### What you need to do:
Figure out the number of lines in the entries that hold the string "rejecting", then give that number and nothing else.

### Material supplied:
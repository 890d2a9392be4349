use std::sync::atomic::{AtomicBool, AtomicUsize, Ordering};
use std::sync::{Arc, Mutex};
use std::time::Duration;

use eventvisor::consumer::{ChannelSubscription, HandlerFn, Message, Request};
use eventvisor::record::{EventContext, EventType, Priority, Transaction};
use eventvisor::{Config, Consumer, ErrorKind, HandlerError, Server, ServerState};
use tokio::sync::Semaphore;
use tokio_util::sync::CancellationToken;

#[tokio::test]
async fn two_slots_hold_back_the_third_message() {
    let (tx, sub) = ChannelSubscription::new(8);
    let started = Arc::new(AtomicUsize::new(0));
    let gate = Arc::new(Semaphore::new(0));

    let handler = {
        let (started, gate) = (started.clone(), gate.clone());
        HandlerFn::arc(move |req: Request| {
            let (started, gate) = (started.clone(), gate.clone());
            async move {
                started.fetch_add(1, Ordering::SeqCst);
                if let Ok(p) = gate.acquire().await {
                    p.forget();
                }
                req.message.ack();
                Ok(())
            }
        })
    };

    let consumer = Consumer::new("pair", Arc::new(sub), handler, 2);
    let token = CancellationToken::new();
    let serving = tokio::spawn({
        let token = token.clone();
        async move { consumer.serve(token).await }
    });

    for i in 0..3 {
        tx.send(Message::new(i.to_string(), Vec::new())).await.unwrap();
    }
    tokio::time::sleep(Duration::from_millis(50)).await;
    assert_eq!(started.load(Ordering::SeqCst), 2);

    gate.add_permits(1);
    tokio::time::sleep(Duration::from_millis(50)).await;
    assert_eq!(started.load(Ordering::SeqCst), 3);

    gate.add_permits(2);
    token.cancel();
    serving.await.unwrap();
}

#[tokio::test]
async fn server_close_drains_every_consumer() {
    let cfg = Config {
        max_handlers: 4,
        ..Config::default()
    };
    let server = Arc::new(Server::new(cfg.clone()));
    let finished = Arc::new(AtomicUsize::new(0));
    let mut senders = Vec::new();

    for name in ["orders", "payments"] {
        let (tx, sub) = ChannelSubscription::new(8);
        let handler = {
            let finished = finished.clone();
            HandlerFn::arc(move |_req: Request| {
                let finished = finished.clone();
                async move {
                    tokio::time::sleep(Duration::from_millis(80)).await;
                    finished.fetch_add(1, Ordering::SeqCst);
                    Ok(())
                }
            })
        };
        server
            .add_consumer(Consumer::with_defaults(name, Arc::new(sub), handler, &cfg))
            .unwrap();
        senders.push(tx);
    }

    let serving = tokio::spawn({
        let server = Arc::clone(&server);
        async move { server.serve().await }
    });
    for tx in &senders {
        for i in 0..3 {
            tx.send(Message::new(i.to_string(), Vec::new())).await.unwrap();
        }
    }
    tokio::time::sleep(Duration::from_millis(20)).await;
    assert_eq!(server.state(), ServerState::Serving);

    server.close();
    serving.await.unwrap().unwrap();
    assert_eq!(finished.load(Ordering::SeqCst), 6);
    assert_eq!(server.state(), ServerState::Stopped);
}

#[tokio::test]
async fn handler_token_is_cancelled_on_shutdown() {
    let token = CancellationToken::new();
    let server = Arc::new(Server::with_token(Config::default(), token.clone()));
    let saw_cancel = Arc::new(AtomicBool::new(false));

    let (tx, sub) = ChannelSubscription::new(1);
    let handler = {
        let saw_cancel = saw_cancel.clone();
        HandlerFn::arc(move |req: Request| {
            let saw_cancel = saw_cancel.clone();
            async move {
                req.token.cancelled().await;
                saw_cancel.store(true, Ordering::SeqCst);
                req.message.nack();
                Ok(())
            }
        })
    };
    server
        .add_consumer(Consumer::new("watcher", Arc::new(sub), handler, 1))
        .unwrap();

    let serving = tokio::spawn({
        let server = Arc::clone(&server);
        async move { server.serve().await }
    });
    tx.send(Message::new("1", Vec::new())).await.unwrap();
    tokio::time::sleep(Duration::from_millis(20)).await;

    token.cancel();
    serving.await.unwrap().unwrap();
    assert!(saw_cancel.load(Ordering::SeqCst));
}

#[tokio::test]
async fn handlers_read_the_event_and_its_transaction() {
    let cfg = Config {
        service_name: "authors".into(),
        ..Config::default()
    };
    let record = cfg
        .record(br#"{"name":"Ursula"}"#.to_vec())
        .event_type(EventType::Integration)
        .priority(Priority::High)
        .transaction_id(42)
        .build();
    let ctx = EventContext::new(record.clone())
        .with_transaction(Transaction::new("tx-42", "author-7", "CREATE"));

    let seen = Arc::new(Mutex::new(Vec::new()));
    let handler = {
        let seen = seen.clone();
        HandlerFn::arc(move |req: Request| {
            let seen = seen.clone();
            async move {
                let ctx = req.context()?;
                let op = ctx.transaction.map(|tx| tx.operation);
                seen.lock().unwrap().push((ctx.event, op));
                req.message.ack();
                Ok(())
            }
        })
    };
    let failures = Arc::new(AtomicUsize::new(0));
    let rejecting = {
        let failures = failures.clone();
        HandlerFn::arc(move |req: Request| {
            let failures = failures.clone();
            async move {
                match req.context() {
                    Err(HandlerError::Failed { kind: ErrorKind::InvalidField, .. }) => {
                        failures.fetch_add(1, Ordering::SeqCst);
                        req.message.nack();
                        Ok(())
                    }
                    other => other.map(|_| ()),
                }
            }
        })
    };

    let (tx, sub) = ChannelSubscription::new(4);
    tx.send(Message::from_context(&ctx).unwrap()).await.unwrap();
    drop(tx);
    Consumer::new("authors", Arc::new(sub), handler, 2)
        .serve(CancellationToken::new())
        .await;

    let (raw_tx, raw_sub) = ChannelSubscription::new(4);
    raw_tx.send(Message::new("raw", b"plain bytes".to_vec())).await.unwrap();
    drop(raw_tx);
    Consumer::new("raw", Arc::new(raw_sub), rejecting, 1)
        .serve(CancellationToken::new())
        .await;

    let seen = seen.lock().unwrap().clone();
    assert_eq!(seen.len(), 1);
    let (event, op) = &seen[0];
    assert_eq!(event, &record);
    assert_eq!(event.service_name(), "AUTHORS");
    assert_eq!(event.transaction_id(), Some(42));
    assert_eq!(op.as_deref(), Some("CREATE"));
    assert_eq!(failures.load(Ordering::SeqCst), 1);
}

### Worked solution:
2